Queridos hermanos y hermanas ancianos, a veces los días parecen largos y vacíos, con dificultades, pocas cosas que hacer y pocas visitas; no os desaniméis nunca: vosotros sois una riqueza para la sociedad, incluso en el sufrimiento y en la enfermedad. Y esta fase de la vida es un don también para profundizar la relación con Dios. El ejemplo del beato papa Juan Pablo II ha sido y sigue siendo iluminador para todos. No olvidéis que entre los recursos preciosos que tenéis está el recurso esencial de la oración: convertíos en intercesores ante Dios, rezando con fe y con constancia. Rezad por la Iglesia, también por mí, por las necesidades del mundo, por los pobres, para que en el mundo no haya más violencia. La oración de los ancianos puede proteger el mundo, ayudándolo tal vez de manera más incisiva que el ajetrearse de muchos. Querría confiar hoy a vuestra oración el bien de la Iglesia y la paz en el mundo. El Papa os ama y cuenta con todos vosotros. Sentíos amados por Dios y sabed llevar a esta sociedad nuestra, que muchas veces es muy individualista y eficientista, un rayo del amor de Dios. Y Dios estará siempre con vosotros y con los que os ayuday con su cariño y con su apoyo.

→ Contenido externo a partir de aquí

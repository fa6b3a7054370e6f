// crates/shared-kernel/src/value_objects/file_info.rs
use std::{
    borrow::{Borrow, Cow},
    fmt,
    ops::Deref,
    path::{Path, PathBuf},
    time::SystemTime,
};

use chrono::{DateTime, SecondsFormat, Utc};
use serde::{Deserialize, Deserializer, Serialize, Serializer};

/// Owned filesystem path as handed back to callers (listings, error reports).
#[derive(Debug, Clone, PartialEq, Eq, PartialOrd, Ord, Hash, Serialize, Deserialize)]
#[repr(transparent)]
#[serde(transparent)]
pub struct FilePath(PathBuf);

impl FilePath {
    pub fn new(path: impl Into<PathBuf>) -> Self {
        Self(path.into())
    }

    pub fn as_path(&self) -> &Path {
        &self.0
    }

    pub fn into_path_buf(self) -> PathBuf {
        self.0
    }

    /// UTF-8 view for logs and assertions; non UTF-8 segments are lossy converted.
    pub fn to_string_lossy(&self) -> Cow<'_, str> {
        self.0.to_string_lossy()
    }
}

impl From<PathBuf> for FilePath {
    fn from(path: PathBuf) -> Self {
        Self::new(path)
    }
}

impl From<&Path> for FilePath {
    fn from(path: &Path) -> Self {
        Self::new(path.to_path_buf())
    }
}

impl From<&str> for FilePath {
    fn from(path: &str) -> Self {
        Self::new(PathBuf::from(path))
    }
}

impl AsRef<Path> for FilePath {
    fn as_ref(&self) -> &Path {
        &self.0
    }
}

impl Deref for FilePath {
    type Target = Path;

    fn deref(&self) -> &Self::Target {
        &self.0
    }
}

impl Borrow<Path> for FilePath {
    fn borrow(&self) -> &Path {
        &self.0
    }
}

impl fmt::Display for FilePath {
    fn fmt(&self, f: &mut fmt::Formatter<'_>) -> fmt::Result {
        write!(f, "{}", self.0.display())
    }
}

/// Last-modification time, truncated to whole seconds and pinned to UTC.
///
/// Serializes as the same ISO-8601 string that [`ModificationTime::to_iso8601`] returns.
#[derive(Debug, Clone, Copy, PartialEq, Eq, PartialOrd, Ord, Hash)]
#[must_use]
#[repr(transparent)]
pub struct ModificationTime(DateTime<Utc>);

impl ModificationTime {
    /// Build from whole Unix seconds. Returns `None` outside chrono's representable range.
    pub fn from_unix_seconds(secs: i64) -> Option<Self> {
        DateTime::<Utc>::from_timestamp(secs, 0).map(Self)
    }

    /// Build from an OS timestamp, truncating sub-second precision toward zero.
    pub fn from_system_time(time: SystemTime) -> Self {
        Self::truncated(DateTime::<Utc>::from(time))
    }

    fn truncated(dt: DateTime<Utc>) -> Self {
        let mut secs = dt.timestamp();
        // `timestamp` floors; pre-epoch fractions must round up to match truncation.
        if secs < 0 && dt.timestamp_subsec_nanos() != 0 {
            secs += 1;
        }
        // from_timestamp only fails outside the range `dt` already lives in.
        Self::from_unix_seconds(secs).unwrap_or(Self(dt))
    }

    pub fn timestamp(&self) -> &DateTime<Utc> {
        &self.0
    }

    #[must_use]
    pub fn unix_seconds(&self) -> i64 {
        self.0.timestamp()
    }

    /// ISO-8601 rendering with an explicit `+00:00` offset, e.g. `2023-04-20T14:13:20+00:00`.
    #[must_use]
    pub fn to_iso8601(&self) -> String {
        self.0.to_rfc3339_opts(SecondsFormat::Secs, false)
    }
}

impl From<SystemTime> for ModificationTime {
    fn from(time: SystemTime) -> Self {
        Self::from_system_time(time)
    }
}

impl Serialize for ModificationTime {
    fn serialize<S: Serializer>(&self, serializer: S) -> Result<S::Ok, S::Error> {
        serializer.serialize_str(&self.to_iso8601())
    }
}

impl<'de> Deserialize<'de> for ModificationTime {
    fn deserialize<D: Deserializer<'de>>(deserializer: D) -> Result<Self, D::Error> {
        DateTime::<Utc>::deserialize(deserializer).map(Self::truncated)
    }
}

impl fmt::Display for ModificationTime {
    fn fmt(&self, f: &mut fmt::Formatter<'_>) -> fmt::Result {
        f.write_str(&self.to_iso8601())
    }
}
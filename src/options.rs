// src/options.rs
use derive_builder::Builder;
use tex_parser_ports::filesystem::ListingPlan;

/// Knobs for [`FileSystem::list_files_with`](crate::filesystem::FileSystem::list_files_with).
///
/// ```
/// use tex_parser::options::ListOptionsBuilder;
///
/// let options = ListOptionsBuilder::default()
///     .include_subdirectories(true)
///     .max_depth(3usize)
///     .build()
///     .unwrap();
/// assert!(!options.follow_links);
/// ```
#[derive(Debug, Clone, Default, PartialEq, Eq, Builder)]
#[builder(setter(into))]
pub struct ListOptions {
    /// Walk the whole subtree rather than the immediate children only.
    #[builder(default)]
    pub include_subdirectories: bool,
    /// Descend into symlinked directories when walking recursively.
    #[builder(default)]
    pub follow_links: bool,
    /// Deepest level a recursive walk may reach; immediate children are level 1.
    #[builder(default, setter(strip_option))]
    pub max_depth: Option<usize>,
}

impl ListOptions {
    #[must_use]
    pub fn new(include_subdirectories: bool) -> Self {
        Self { include_subdirectories, ..Self::default() }
    }

    pub(crate) fn to_plan(&self) -> ListingPlan {
        ListingPlan {
            recursive: self.include_subdirectories,
            follow_links: self.follow_links,
            max_depth: if self.include_subdirectories { self.max_depth } else { None },
        }
    }
}
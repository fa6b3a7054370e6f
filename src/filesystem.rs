// src/filesystem.rs
//! Filesystem gateway.
//!
//! [`FileSystem`] answers existence, size and timestamp questions, creates and
//! removes directories, checks UTF-8 validity and lists files. It keeps no
//! state between calls: every operation asks the backend afresh.
//!
//! Operations that check a precondition and then act (create, remove, read,
//! list) are not atomic. Another process may change the path between the
//! check and the action. The action then runs against the new state and fails
//! with [`FileSystemError::OsFailure`] when that state no longer fits; in
//! particular `create_directory` never succeeds over a target that appeared
//! after the check.
//!
//! The free functions at the bottom of this module run against the host OS.

use std::path::Path;

use log::{debug, trace};
use tex_parser_infra::OsFileSystem;
use tex_parser_ports::filesystem::{FileSystemBackend, ObjectMeta};
use tex_parser_shared_kernel::{
    FileListing, FileSystemError, ModificationTime, ObjectKind, Operation, OsResultExt, Result,
};

use crate::options::ListOptions;

/// Stateless gateway over a [`FileSystemBackend`].
#[derive(Debug, Default, Clone, Copy)]
pub struct FileSystem<B = OsFileSystem> {
    backend: B,
}

impl FileSystem<OsFileSystem> {
    /// Gateway over the host operating system.
    pub fn new() -> Self {
        Self { backend: OsFileSystem }
    }
}

impl<B: FileSystemBackend> FileSystem<B> {
    pub fn with_backend(backend: B) -> Self {
        Self { backend }
    }

    pub fn backend(&self) -> &B {
        &self.backend
    }

    /// `true` if `path` is an existing regular file.
    pub fn is_file(&self, path: impl AsRef<Path>) -> bool {
        self.stat(path.as_ref()).is_some_and(|m| m.is_file())
    }

    /// `true` if `path` is an existing directory.
    pub fn is_directory(&self, path: impl AsRef<Path>) -> bool {
        self.stat(path.as_ref()).is_some_and(|m| m.is_directory())
    }

    /// `true` if anything at all exists at `path`.
    pub fn is_object(&self, path: impl AsRef<Path>) -> bool {
        self.stat(path.as_ref()).is_some()
    }

    /// Size of a regular file in bytes.
    ///
    /// # Errors
    /// [`FileSystemError::NotFound`] if `path` is not an existing regular file.
    pub fn get_file_size(&self, path: impl AsRef<Path>) -> Result<u64> {
        Ok(self.require(path.as_ref(), ObjectKind::File)?.len)
    }

    /// Create `path` together with any missing ancestors.
    ///
    /// # Errors
    /// [`FileSystemError::AlreadyExists`] if any object already sits at `path`,
    /// [`FileSystemError::OsFailure`] if the OS refuses to create it.
    pub fn create_directory(&self, path: impl AsRef<Path>) -> Result<()> {
        let path = path.as_ref();
        if self.is_object(path) {
            return Err(FileSystemError::already_exists(path));
        }
        debug!("creating directory {}", path.display());
        self.backend.create_dir(path).os_context(Operation::CreateDirectory, path)
    }

    /// Delete the directory at `path` and everything below it.
    ///
    /// # Errors
    /// [`FileSystemError::NotFound`] if `path` is not an existing directory,
    /// [`FileSystemError::OsFailure`] if the removal fails.
    pub fn remove_directory(&self, path: impl AsRef<Path>) -> Result<()> {
        let path = path.as_ref();
        self.require(path, ObjectKind::Directory)?;
        debug!("removing directory tree {}", path.display());
        self.backend.remove_dir_all(path).os_context(Operation::RemoveDirectory, path)
    }

    /// Last modification time of a regular file, whole seconds, UTC.
    ///
    /// # Errors
    /// [`FileSystemError::NotFound`] if `path` is not an existing regular file,
    /// [`FileSystemError::OsFailure`] if the platform does not record one.
    pub fn get_modification_time(&self, path: impl AsRef<Path>) -> Result<ModificationTime> {
        let path = path.as_ref();
        let modified = self.require(path, ObjectKind::File)?.modified.ok_or_else(|| {
            let source = std::io::Error::new(
                std::io::ErrorKind::Unsupported,
                "modification time is not available on this platform",
            );
            FileSystemError::os_failure(Operation::ReadMetadata, path, source)
        })?;
        Ok(ModificationTime::from_system_time(modified))
    }

    /// Last modification time rendered as ISO-8601, e.g. `2023-04-20T14:13:20+00:00`.
    ///
    /// # Errors
    /// Same as [`FileSystem::get_modification_time`].
    pub fn get_file_timestamp(&self, path: impl AsRef<Path>) -> Result<String> {
        self.get_modification_time(path).map(|t| t.to_iso8601())
    }

    /// Whether the whole file decodes as UTF-8. Invalid content yields `Ok(false)`.
    ///
    /// The file is read into memory in full; there is no size cap.
    ///
    /// # Errors
    /// [`FileSystemError::NotFound`] if `path` is not an existing regular file,
    /// [`FileSystemError::OsFailure`] if it cannot be read.
    pub fn is_utf8_encoded(&self, path: impl AsRef<Path>) -> Result<bool> {
        let path = path.as_ref();
        self.require(path, ObjectKind::File)?;
        let bytes = self.backend.read(path).os_context(Operation::ReadFile, path)?;
        match std::str::from_utf8(&bytes) {
            Ok(_) => Ok(true),
            Err(err) => {
                trace!("{} is not UTF-8: {err}", path.display());
                Ok(false)
            }
        }
    }

    /// Regular files in `path`, relative to it. With `include_subdirectories`
    /// the whole subtree is walked; directories themselves are never listed.
    ///
    /// # Errors
    /// [`FileSystemError::NotFound`] if `path` is not an existing directory,
    /// [`FileSystemError::OsFailure`] if it cannot be read.
    pub fn list_files(&self, path: impl AsRef<Path>, include_subdirectories: bool) -> Result<FileListing> {
        self.list_files_with(path, &ListOptions::new(include_subdirectories))
    }

    /// [`FileSystem::list_files`] with explicit [`ListOptions`].
    ///
    /// # Errors
    /// Same as [`FileSystem::list_files`].
    pub fn list_files_with(&self, path: impl AsRef<Path>, options: &ListOptions) -> Result<FileListing> {
        let path = path.as_ref();
        self.require(path, ObjectKind::Directory)?;
        let files = self
            .backend
            .list_files(path, &options.to_plan())
            .os_context(Operation::ListDirectory, path)?;
        trace!("listed {} file(s) in {}", files.len(), path.display());
        Ok(FileListing::new(files))
    }

    fn stat(&self, path: &Path) -> Option<ObjectMeta> {
        let meta = self.backend.stat(path);
        trace!("stat {}: {:?}", path.display(), meta.as_ref().map(|m| m.kind));
        meta
    }

    fn require(&self, path: &Path, expected: ObjectKind) -> Result<ObjectMeta> {
        match self.stat(path) {
            Some(meta) if meta.kind == expected => Ok(meta),
            _ => Err(FileSystemError::not_found(path, expected)),
        }
    }
}

/// [`FileSystem::is_file`] against the host OS.
pub fn is_file(path: impl AsRef<Path>) -> bool {
    FileSystem::new().is_file(path)
}

/// [`FileSystem::is_directory`] against the host OS.
pub fn is_directory(path: impl AsRef<Path>) -> bool {
    FileSystem::new().is_directory(path)
}

/// [`FileSystem::is_object`] against the host OS.
pub fn is_object(path: impl AsRef<Path>) -> bool {
    FileSystem::new().is_object(path)
}

/// [`FileSystem::get_file_size`] against the host OS.
///
/// # Errors
/// See [`FileSystem::get_file_size`].
pub fn get_file_size(path: impl AsRef<Path>) -> Result<u64> {
    FileSystem::new().get_file_size(path)
}

/// [`FileSystem::create_directory`] against the host OS.
///
/// # Errors
/// See [`FileSystem::create_directory`].
pub fn create_directory(path: impl AsRef<Path>) -> Result<()> {
    FileSystem::new().create_directory(path)
}

/// [`FileSystem::remove_directory`] against the host OS.
///
/// # Errors
/// See [`FileSystem::remove_directory`].
pub fn remove_directory(path: impl AsRef<Path>) -> Result<()> {
    FileSystem::new().remove_directory(path)
}

/// [`FileSystem::get_file_timestamp`] against the host OS.
///
/// # Errors
/// See [`FileSystem::get_file_timestamp`].
pub fn get_file_timestamp(path: impl AsRef<Path>) -> Result<String> {
    FileSystem::new().get_file_timestamp(path)
}

/// [`FileSystem::is_utf8_encoded`] against the host OS.
///
/// # Errors
/// See [`FileSystem::is_utf8_encoded`].
pub fn is_utf8_encoded(path: impl AsRef<Path>) -> Result<bool> {
    FileSystem::new().is_utf8_encoded(path)
}

/// [`FileSystem::list_files`] against the host OS.
///
/// # Errors
/// See [`FileSystem::list_files`].
pub fn list_files(path: impl AsRef<Path>, include_subdirectories: bool) -> Result<FileListing> {
    FileSystem::new().list_files(path, include_subdirectories)
}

Os confío a todos a la materna intercesión de la Virgen María, que acompaña siempre nuestro camino con su amor materno, y de buen grado os imparto a cada uno mi bendición. Gracias a todos.
Al finalizar su intervención, Benedicto XVI, hablando sin leer, dirigió unas palabras de saludo a los presentes: «Queridos amigos, salgo rejuvenecido y reforzado de esta visita de los ancianos, ver cómo también en la vejez la vida puede ser buena porque hay ángeles que te ayudan, ángeles visibles que visitan, ayudan, se preocupan y así ellos mismos se enriquecen, tienen un horizonte más amplio, tienen una vida más amplia y hermosa; para mí era una experiencia verdaderamente maravillosa ver cómo el espíritu del Señor, el espíritu de Cristo, abre los ojos para los demás, abre los ojos también para los ancianos, para los enfermos, para los abandonados, hace redescubrir en ellos el rostro de Jesús y así crea amor entre las generaciones, entre pobres y ricos, entre los formados en la cultura y otros menos formados y todos se reconocen como hijos de Dios y como hermanos y hermanas: y eso es algo hermoso, que realmente se ve a Jesús vivo, el Espíritu Santo es el Espíritu qeu ama y que es amor y que está presente, es eficiente en este mundo. Esperamos que esta fuerza se extienda y transforme cada vez más toda la sociedad. Gracias a todos, que paséis un buen día.»